For anyone who doesn’t known, phishing involves misrepresentating a site or other trusted entity to steal personal information (login details, financial information – anything!). OWASP have a definition and examples here. Generally, if you get an email asking you to sign into your account…delete it.
Now I have that out of the way, the game I have in mind is currently titled “The Phishers’ Gauntlet”. The idea is that the player is cut off when a city is evacuated in the face of a invasion by the Word of Turscar, and forced to make their way through the Phisher-infested alleyways to a ROFLcopter that is waiting. The Phishers, an offshoot of the Turscarites, will either lurk on top of rooftops and wait for something to hit their Phishing Rods, or stalk the player on the ground.
Comparison with Spamocalypse
A lot of this will be taken from Spamocalypse, but there will be a few differences:
- More player characters (see below)
- Combat will be more of an option
- No loot, though I may bring in notes again
- Time limits.
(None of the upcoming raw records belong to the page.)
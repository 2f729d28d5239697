//! Centralized error types for the daytrack application.
//!
//! Service crates (store, calendar, auth) carry their own error enums; this
//! module aggregates them into the top-level type used at the application
//! seam, with user-friendly messages suitable for display.

use thiserror::Error;

use daytrack_auth::AuthError;
use daytrack_calendar::CalendarError;
use daytrack_store::StoreError;

/// Top-level application error type.
///
/// All subsystem errors convert into this type at the application seam.
/// Use `user_message()` to get a display-appropriate message.
#[derive(Debug, Error)]
pub enum AppError {
    #[error("Store error: {0}")]
    Store(#[from] StoreError),

    #[error("Calendar error: {0}")]
    Calendar(#[from] CalendarError),

    #[error("Authentication error: {0}")]
    Auth(#[from] AuthError),

    #[error("Configuration error: {0}")]
    Config(#[from] ConfigError),

    #[error("IO error: {0}")]
    Io(#[from] std::io::Error),

    #[error("{0}")]
    Other(#[from] anyhow::Error),
}

impl AppError {
    /// Returns a user-friendly message suitable for display.
    ///
    /// These messages are designed to be actionable and non-technical.
    pub fn user_message(&self) -> String {
        match self {
            AppError::Store(e) => e.user_message(),
            AppError::Calendar(e) => e.user_message(),
            AppError::Auth(e) => e.user_message().to_string(),
            AppError::Config(e) => e.user_message().to_string(),
            AppError::Io(_) => "A file operation failed. Please try again.".to_string(),
            AppError::Other(_) => "An unexpected error occurred. Please try again.".to_string(),
        }
    }
}

/// Configuration errors.
#[derive(Debug, Error)]
pub enum ConfigError {
    #[error("Configuration file not found: {0}")]
    NotFound(String),

    #[error("Invalid configuration: {0}")]
    Invalid(String),

    #[error("Configuration parse error: {0}")]
    ParseError(String),

    #[error("Missing required setting: {0}")]
    MissingSetting(String),
}

impl ConfigError {
    pub fn user_message(&self) -> &'static str {
        match self {
            ConfigError::NotFound(_) => "Configuration not found. Using defaults.",
            ConfigError::Invalid(_) => "Invalid configuration. Check your settings.",
            ConfigError::ParseError(_) => "Configuration file is malformed. Check your settings.",
            ConfigError::MissingSetting(_) => "A required setting is missing. Check your settings.",
        }
    }
}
If you don’t get to the ROLFcopter in time, you will be left behind
In Spamocalypse, I had only one player character – an expy of Garrett from the Thief games. This time, I have at least three in mind. Two of these are parodies of some IT security people I tend to read.
- Roy Thunt, the combat expert. A parody of security researcher Troy Hunt, portrayed as a Crocodile Dundee-style hunter.
- Bryan Krabs, the stealth expert. Spoofing Brian Krebs, an investigative journalist who specialises in IT security.
- Ardino Enube, a random person in over their head. I’ll probably do them first
I heartily recommend reading the people I’m spoofing. Troy is a security researcher who runs the database breach notification site HaveIBeenPwned, and does a lot of security training for developers. He has a fair amount of information about data breaches, password management, and general web security. I’ve developed an interest in that in my day job, but he’s quite readable, so worth reading even if you aren’t very technical.
Brian is a journalist who, among other things like reporting on malware like Stuxnet and Mirai and investigating spam networks, once managed to foil a plot to frame him for possessing heroin…by lurking on the forums where the plot was being hatched. It reminds me of a certain level in the original Thief, where you rob a crime lord who just ordered a (failed) hit on Garrett…
I’m planning to give myself a year to develop this, starting from next Saturday. I have a very rough game design document done (available here).